Step 2: Prepare a Python Script for Data Extraction
Install the required Python packages, such as `requests` for making HTTP requests and `pandas` for data manipulation. Write a Python script to send GET requests to the Pexels API endpoints using your API key. Parse the JSON responses and structure the data into a format suitable for loading into BigQuery, such as a Pandas DataFrame.

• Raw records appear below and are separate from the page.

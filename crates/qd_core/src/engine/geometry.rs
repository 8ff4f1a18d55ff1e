//! Field geometry primitives
//!
//! This module contains:
//! - `Point`: an absolute position on the field
//! - `Vector`: a displacement, used as an entity's per-turn velocity
//! - Euclidean distance and translation helpers
//!
//! Both types are immutable values; translation returns a new `Point`
//! instead of mutating in place, so a turn's snapshot never changes
//! underneath the decision procedure.

use serde::{Deserialize, Serialize};
use std::fmt;

/// Absolute position on the field (continuous coordinates).
#[derive(Clone, Copy, Debug, PartialEq, Serialize, Deserialize)]
pub struct Point {
    pub x: f64,
    pub y: f64,
}

/// Displacement applied over one turn (an entity's velocity).
#[derive(Clone, Copy, Debug, PartialEq, Serialize, Deserialize)]
pub struct Vector {
    pub x: f64,
    pub y: f64,
}

impl Point {
    pub const fn new(x: f64, y: f64) -> Self {
        Self { x, y }
    }

    /// Euclidean distance to another point.
    pub fn distance_to(&self, other: Point) -> f64 {
        let dx = other.x - self.x;
        let dy = other.y - self.y;
        (dx * dx + dy * dy).sqrt()
    }

    /// Translate by a displacement, producing a new point.
    pub fn translate(&self, vector: Vector) -> Point {
        Point::new(self.x + vector.x, self.y + vector.y)
    }
}

impl Vector {
    pub const fn new(x: f64, y: f64) -> Self {
        Self { x, y }
    }

    pub const fn zero() -> Self {
        Self { x: 0.0, y: 0.0 }
    }
}

impl fmt::Display for Point {
    fn fmt(&self, f: &mut fmt::Formatter<'_>) -> fmt::Result {
        write!(f, "({}; {})", self.x, self.y)
    }
}

impl fmt::Display for Vector {
    fn fmt(&self, f: &mut fmt::Formatter<'_>) -> fmt::Result {
        write!(f, "v({}; {})", self.x, self.y)
    }
}

#[cfg(test)]
mod tests {
    use super::*;

    #[test]
    fn test_distance_is_symmetric() {
        let a = Point::new(1000.0, 2000.0);
        let b = Point::new(4000.0, 6000.0);
        assert_eq!(a.distance_to(b), b.distance_to(a));
        assert_eq!(a.distance_to(b), 5000.0);
    }

    #[test]
    fn test_distance_to_self_is_zero() {
        let p = Point::new(8000.0, 3750.0);
        assert_eq!(p.distance_to(p), 0.0);
    }

    #[test]
    fn test_translate_adds_components() {
        let p = Point::new(100.0, 200.0);
        let moved = p.translate(Vector::new(-30.0, 45.0));
        assert_eq!(moved, Point::new(70.0, 245.0));
        // the starting point is untouched
        assert_eq!(p, Point::new(100.0, 200.0));
    }

    #[test]
    fn test_translate_by_zero_vector_is_identity() {
        let p = Point::new(16000.0, 3750.0);
        assert_eq!(p.translate(Vector::zero()), p);
    }

    #[cfg(all(test, feature = "proptest"))]
    mod proptests {
        use super::*;
        use proptest::prelude::*;

        proptest! {
            /// Property: distance is symmetric for any pair of points
            #[test]
            fn prop_distance_symmetric(
                ax in -20000.0f64..20000.0f64,
                ay in -20000.0f64..20000.0f64,
                bx in -20000.0f64..20000.0f64,
                by in -20000.0f64..20000.0f64
            ) {
                let a = Point::new(ax, ay);
                let b = Point::new(bx, by);
                prop_assert_eq!(a.distance_to(b), b.distance_to(a));
            }

            /// Property: distance to self is exactly zero
            #[test]
            fn prop_distance_identity(
                x in -20000.0f64..20000.0f64,
                y in -20000.0f64..20000.0f64
            ) {
                let p = Point::new(x, y);
                prop_assert_eq!(p.distance_to(p), 0.0);
            }

            /// Property: translation is a pure component-wise addition
            #[test]
            fn prop_translate_componentwise(
                px in -20000.0f64..20000.0f64,
                py in -20000.0f64..20000.0f64,
                vx in -2000.0f64..2000.0f64,
                vy in -2000.0f64..2000.0f64
            ) {
                let moved = Point::new(px, py).translate(Vector::new(vx, vy));
                prop_assert_eq!(moved.x, px + vx);
                prop_assert_eq!(moved.y, py + vy);
            }
        }
    }
}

Step 3: Set Up a Google Cloud Project
Create a Google Cloud project if you haven’t already. Ensure that the BigQuery API is enabled for the project. You can do this by navigating to the Google Cloud Console, selecting your project, and enabling the BigQuery API under the "APIs & Services" section.
Step 4: Create a BigQuery Dataset and Table
In the Google Cloud Console, go to BigQuery and create a new dataset to store your data. Within this dataset, define a table with a schema that matches the structure of the data you extracted from the Pexels API. You can define the schema using the web interface or by running a SQL command in the BigQuery UI.
Step 5: Install and Configure Google Cloud SDK
Download and install the Google Cloud SDK on your local machine. Authenticate the SDK with your Google Cloud account using the `gcloud auth login` command. Set the active project to the one you created using `gcloud config set project [PROJECT_ID]`.
Step 6: Write a Python Script for Data Ingestion
Enhance your existing Python script to include data ingestion into BigQuery. Use the `google-cloud-bigquery` package to interact with BigQuery from Python. Convert your Pandas DataFrame to a format suitable for uploading, such as a CSV or JSON file. Use the `Client` and `LoadJobConfig` classes from the `google.cloud.bigquery` module to load the data into the specified BigQuery table.
Step 7: Automate the Data Transfer Process
Schedule your Python script to run at regular intervals using a task scheduler like cron (on Unix-based systems) or Task Scheduler (on Windows). This automation will ensure that your BigQuery table is updated with the latest data from the Pexels API on a consistent basis. Include error handling and logging mechanisms in your script to monitor the success of each run and to handle any potential issues.
By following these steps, you can efficiently move data from the Pexels API to BigQuery without relying on third-party connectors or integrations.